The power of Lipscomb's story lies in the sharpness of the U-turn she made and her eloquence in speaking about it. Initially, she supported the war, on the assumption that the government knew best. But just two weeks into the conflict her 26-year-old son, a sergeant in the US army, was shot down while serving as a door gunner in a Black Hawk helicopter. Five other soldiers died with him. A week or so later she received his last letter, in which he told her he thought Bush had lost the plot and that they shouldn't be in Iraq, that the whole thing was folly.
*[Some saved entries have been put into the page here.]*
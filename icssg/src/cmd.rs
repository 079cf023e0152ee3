//! Firmware management command channel.
//!
//! Commands are 16-byte messages posted to the firmware through a
//! [`FwMailbox`]; the firmware answers with a 20-byte response carrying the
//! same sequence number and a BUSY/DONE/CANCEL status. One command is in
//! flight per port, serialized by the channel's lock, which also guards the
//! sequence counter and the scratch words the request is composed in.
//!
//! # Wire layout
//! ```text
//! request   u8 param | u8 seqnum | u8 type | u8 header | u32 args[3]
//! response  u32 reserved | u8 status | u8 seqnum | u8 type | u8 header | u32 args[3]
//! ```
//! `param` holds the command code; FDB commands add the slice in bits 4..7.

extern crate alloc;

use alloc::sync::Arc;

use bitflags::bitflags;
use smoltcp::wire::EthernetAddress;
use spin::Mutex;

use crate::config::TimeoutConfig;
use crate::error::{IcssgError, Result};
use crate::hwq::{BufferQueue, SliceQueues};
use crate::io::IoRegion;
use crate::sync::Completion;
use crate::time::{Clock, Deadline};

// ═══════════════════════════════════════════════════════════════════════════
// CONSTANTS
// ═══════════════════════════════════════════════════════════════════════════

pub const ICSSG_FW_MGMT_CMD_HEADER: u8 = 0x81;
pub const ICSSG_FW_MGMT_FDB_CMD_TYPE: u8 = 0x03;
pub const ICSSG_FW_MGMT_CMD_TYPE: u8 = 0x04;

/// Handshake status bits as they appear in the response status byte.
pub const ICSS_HS_CMD_DONE: u8 = (0x8000_0000u32 >> 24) as u8;
pub const ICSS_HS_CMD_BUSY: u8 = (0x4000_0000u32 >> 24) as u8;
pub const ICSS_HS_CMD_CANCEL: u8 = (0x1000_0000u32 >> 24) as u8;

pub const MGMT_CMD_SIZE: usize = 16;
pub const MGMT_RSP_SIZE: usize = 20;

/// Command namespace.
#[derive(Debug, Clone, Copy, PartialEq, Eq)]
#[repr(u8)]
pub enum CmdType {
    Fdb = ICSSG_FW_MGMT_FDB_CMD_TYPE,
    Mgmt = ICSSG_FW_MGMT_CMD_TYPE,
}

/// Firmware command. Codes are only unique within their [`CmdType`].
#[derive(Debug, Clone, Copy, PartialEq, Eq)]
pub enum FwCommand {
    AddFdb,
    DelFdb,
    EraseFdb,
    GetFdbSlot,
    SetRun,
    EnableVlan,
    DisableVlan,
    AddFilter,
    AddMac,
    Scratchpad,
    RxTxConfig,
}

impl FwCommand {
    pub fn cmd_type(self) -> CmdType {
        match self {
            Self::AddFdb | Self::DelFdb | Self::EraseFdb | Self::GetFdbSlot => CmdType::Fdb,
            _ => CmdType::Mgmt,
        }
    }

    pub fn code(self) -> u8 {
        match self {
            Self::AddFdb => 0x1,
            Self::DelFdb => 0x2,
            Self::EraseFdb => 0x3,
            Self::SetRun => 0x4,
            Self::GetFdbSlot => 0x5,
            Self::EnableVlan => 0x5,
            Self::DisableVlan => 0x6,
            Self::AddFilter => 0x7,
            Self::AddMac => 0x8,
            Self::RxTxConfig => 0x10,
            Self::Scratchpad => 0x20,
        }
    }

    /// Look a command up by its namespace and code.
    pub fn decode(cmd_type: u8, code: u8) -> Option<Self> {
        let cmd = match (cmd_type, code) {
            (ICSSG_FW_MGMT_FDB_CMD_TYPE, 0x1) => Self::AddFdb,
            (ICSSG_FW_MGMT_FDB_CMD_TYPE, 0x2) => Self::DelFdb,
            (ICSSG_FW_MGMT_FDB_CMD_TYPE, 0x3) => Self::EraseFdb,
            (ICSSG_FW_MGMT_FDB_CMD_TYPE, 0x5) => Self::GetFdbSlot,
            (ICSSG_FW_MGMT_CMD_TYPE, 0x4) => Self::SetRun,
            (ICSSG_FW_MGMT_CMD_TYPE, 0x5) => Self::EnableVlan,
            (ICSSG_FW_MGMT_CMD_TYPE, 0x6) => Self::DisableVlan,
            (ICSSG_FW_MGMT_CMD_TYPE, 0x7) => Self::AddFilter,
            (ICSSG_FW_MGMT_CMD_TYPE, 0x8) => Self::AddMac,
            (ICSSG_FW_MGMT_CMD_TYPE, 0x10) => Self::RxTxConfig,
            (ICSSG_FW_MGMT_CMD_TYPE, 0x20) => Self::Scratchpad,
            _ => return None,
        };
        Some(cmd)
    }
}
Moore got wind of it when Lipscomb and her family were featured in Newsweek magazine and he flew to Flint, his hometown, for a meeting.

"Michael Moore said he'd already been around America interviewing all different types of people [for the film]. It was the most incredible experience; he was sitting in our living room and all of a sudden, during the talking and sharing, a tear fell from his eye. His producer said afterwards, 'Michael found it, he found it, he found what the movie was going to be about!'"

It is clear from this story that her and her son’s opposition began in 2002, long before they could have known anything about so-called “lies”, and that it was simply born of the fear every soldier feels and the terror and angst of every soldier's parent. After one strips the syrup from this tale, isn’t one left with the conclusion that all she is saying is that her son's death is a reason in itself to oppose the war and that she only supports wars in which other people’s children die?

Posted by Peter Burnet at July 8, 2004 6:54 AM
Comments

The answer to her questions, which she will not accept, is that her son (like all Americans) does not enjoy a special "right" to life which does not also apply to each and every Iraqi.

To believe otherwise is cowardly arrogance.

Posted by: jim hamlen at July 8, 2004 9:36 AM

Is the concept of an honorable death totally alien to our culture now?

Posted by: Robert Duquette at July 8, 2004 10:44 AM

Things that live off the dead-- undertakers, vultures, historians, Yoko Ono, transplant doctors, victim groups, and this woman.

Posted by: Raoul Ortega at July 8, 2004 11:05 AM

The ultimate in solipsism--nothing is worth the death of me or mine.

Posted by: John Cunningham at July 8, 2004 11:13 AM

Robert:

In Moore's mind. I noticed he didn't talk to Pat Tilman's parents.

BTW, see Lileks today for an excellent screed on F911.